Y’all, I may be dead inside and stuck in heinous rush hour traffic, but even *I* can’t keep this dipshit look off my face listenting to Michelle Obama recount her early courtship with Barack. JESUS, people, I’m not made of wood. This shit is cuter than a Hallmark movie about kittens wearing tiny sweaters. COME ON. #IAMBECOMING
Me: “He texted and told me he could still smell my perfume on his pillow and I melted like a little bitch.”
Friend: “Of course you melted. That’s fucking baller.”
I don’t know what it says about me that I officially lost interest in a man when he said the hooker-client relationship was too impersonal: “There’s no love there, no little notes on your car windshield.”
So…your degree is not in rocket science, is it? That’s the POINT — professional fucking and no ridiculous feelings. Not all of us enjoy romance via vehicular litter.
A horrible ad has been popping up on my Pandora Radio lately, telling me, “This Valentine’s Day, give your man a not-so-subtle hint: Tell him to order flowers from Such-and-Such Place.”
Wow, what a spontaneous and romantic gesture that’ll be for me. Should I go select the exact bouquet I want and just send him a link, or does he at least get THAT much credit? Because OMG, men are SO clueless, amirite, ladies?!
I once had an ex tell me I “hint with a hammer,” because I usually just say what I want, but I’ve never pulled THAT shit.
Jesus Christ, if Valentine’s Day is that important to you, your Person should know to get your fucking flowers.
I like Valentine’s Day. When in a relationship, I personally like to spend it at home with a movie, pizza, and nudity, because I’ve generally felt loved every day in my relationships and don’t feel the need to make it such a Thing. (I am also cheap and lazy.) But still, I like love and celebrations thereof. I like flowers and hearts and pink crap and on-sale candy the next day.
But I hate the implication that all women are whoreticulturists and all men are inept.
…It’s possible I have too many feelings about this.
I just learned Netflix lists Don Jon under “Romance.”
I guess they’d be getting too specific if they started doing categories like “Joseph Gordon-Levitt’s fine ass.”

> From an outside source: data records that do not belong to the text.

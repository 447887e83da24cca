use crate::types::Table;
use tracing::info;

/// Remove every column named `column` (exact, case-sensitive match on the
/// normalized header). A no-op when the column is absent.
///
/// Run this after `normalize`, which folds spelling variants of the sensitive
/// header onto its canonical name, and before anything reaches an exporter.
pub fn strip_sensitive(mut table: Table, column: &str) -> Table {
    let removed = table.remove_columns(column);
    if removed > 0 {
        info!(column = %column, copies = removed, "privacy check: column removed");
    }
    table
}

Email to a friend while finally watching Wall-E:
“A big aircraft just fucked up Wall-E’s wasteland, and he was scared and sad-eyed under rubble, and I may have felt terrible for him and started to cry, and now Girl Wall-E just landed. I might not be able to handle this movie while on a hormonal ‘I’m gonna die alone and sexless’ bender.”
I sent the disc back to Netflix and will be replacing it with Despicable Me 2. Minions don’t require romance, only shenanigans. (I promise to try Wall-E again some day.)
But I can’t be the only person who thinks that, in a certain state of mind, Pixar movies could easily lead you down a severe depression rabbit hole. I’m definitely not the only person I know who wanted to jump off a building after watching Up!, and that was when I was in a happy relationship. And Jesus Christ, the first 10 minutes of Finding Nemo, I was on the floor in tears.
Pixar movies should come with Prozac. Best tie-in ever, even better than the free-refills vat of soda my theater offered with the purchase of a Hunger Gamescollectible cup.
HuffPost blog: Tips for the “Summer of Flirtation.”
“We are flummoxed as to how ‘playing it cool’ became the standard for anything, especially in romance, where the whole point is passion… It can feel vulnerable to express joy because it signifies we really care, [and] we run the risk of being disappointed or disheartened. But this is precisely why your uninhibited, un-self-conscious expressions of joy are so sexy! They display your fearlessness, your lack of self-consciousness, and your giant heart.”
I’m usually like this, but I’ve been kind of on mute lately. Mostly because I’ve realized there IS such a thing as too much flirting, and openness isn’t always sexy. Or, rather, I suppose it’s not sexy when you’re open with the wrong people. When you find the right ones, it’s insanely hot and delightfully refreshing.